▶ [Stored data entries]
**********
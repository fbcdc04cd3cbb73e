//! Shared fixtures for the profile integration tests.

#![allow(dead_code)]

use std::collections::HashMap;
use std::sync::atomic::{AtomicUsize, Ordering};
use std::sync::{Arc, Mutex};
use std::time::Duration;

use lg_profiles::{ContentBlockingManager, EngineConfig, FetchError, Fetcher};
use tempfile::TempDir;

pub const ADS_URL: &str = "https://lists.test/ads.txt";
pub const ALLOW_URL: &str = "https://lists.test/allow.txt";

pub const ADS_LIST: &str = "[Adblock Plus 2.0]
! Title: Test Ads
! Homepage: https://lists.test/
! Expires: 2 days
||ads.example^
||tracker.test^$script,domain=news.test|~sports.news.test
||cdn.test^$third-party
/banner/*
example.org##.ad-box
";

pub const ALLOW_LIST: &str = "[Adblock Plus 2.0]
! Title: Allowlist
@@||ads.example/allowed^
";

enum Response {
    List(String),
    Status(u16),
}

/// In-memory fetcher: serves configured bodies or HTTP statuses per URL and
/// counts calls.
pub struct StubFetcher {
    responses: Mutex<HashMap<String, Response>>,
    calls: AtomicUsize,
    delay: Duration,
}

impl StubFetcher {
    pub fn new() -> Arc<Self> {
        Self::with_delay(Duration::ZERO)
    }

    pub fn with_delay(delay: Duration) -> Arc<Self> {
        Arc::new(Self {
            responses: Mutex::new(HashMap::new()),
            calls: AtomicUsize::new(0),
            delay,
        })
    }

    pub fn serve(&self, url: &str, list: &str) {
        self.responses
            .lock()
            .unwrap()
            .insert(url.to_string(), Response::List(list.to_string()));
    }

    pub fn fail(&self, url: &str, status: u16) {
        self.responses
            .lock()
            .unwrap()
            .insert(url.to_string(), Response::Status(status));
    }

    pub fn calls(&self) -> usize {
        self.calls.load(Ordering::SeqCst)
    }
}

#[async_trait::async_trait]
impl Fetcher for StubFetcher {
    async fn fetch(&self, url: &str) -> Result<Vec<u8>, FetchError> {
        self.calls.fetch_add(1, Ordering::SeqCst);
        if !self.delay.is_zero() {
            tokio::time::sleep(self.delay).await;
        }
        match self.responses.lock().unwrap().get(url) {
            Some(Response::List(list)) => Ok(list.as_bytes().to_vec()),
            Some(Response::Status(status)) => Err(FetchError::Http(*status)),
            None => Err(FetchError::Http(404)),
        }
    }
}

pub fn config(dir: &TempDir) -> EngineConfig {
    EngineConfig {
        storage_dir: dir.path().join("filters"),
        check_interval_secs: 1,
        ..EngineConfig::default()
    }
}

pub fn manager(dir: &TempDir, fetcher: &Arc<StubFetcher>) -> ContentBlockingManager {
    let fetcher: Arc<dyn Fetcher> = fetcher.clone();
    ContentBlockingManager::new(&config(dir), fetcher).unwrap()
}

pub fn reopen(dir: &TempDir, fetcher: &Arc<StubFetcher>) -> ContentBlockingManager {
    let fetcher: Arc<dyn Fetcher> = fetcher.clone();
    ContentBlockingManager::open(&config(dir), fetcher).unwrap()
}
**********
▶ [BRIEF] Write out a verbatim copy of the data, beginning with its first line and ending with the line that contains "use std::time::Duration;".

▶ [WRITTEN SOLUTION]
repository fbcdc04cd3cbb73e
//! Shared fixtures for the profile integration tests.

#![allow(dead_code)]

use std::collections::HashMap;
use std::sync::atomic::{AtomicUsize, Ordering};
use std::sync::{Arc, Mutex};
use std::time::Duration;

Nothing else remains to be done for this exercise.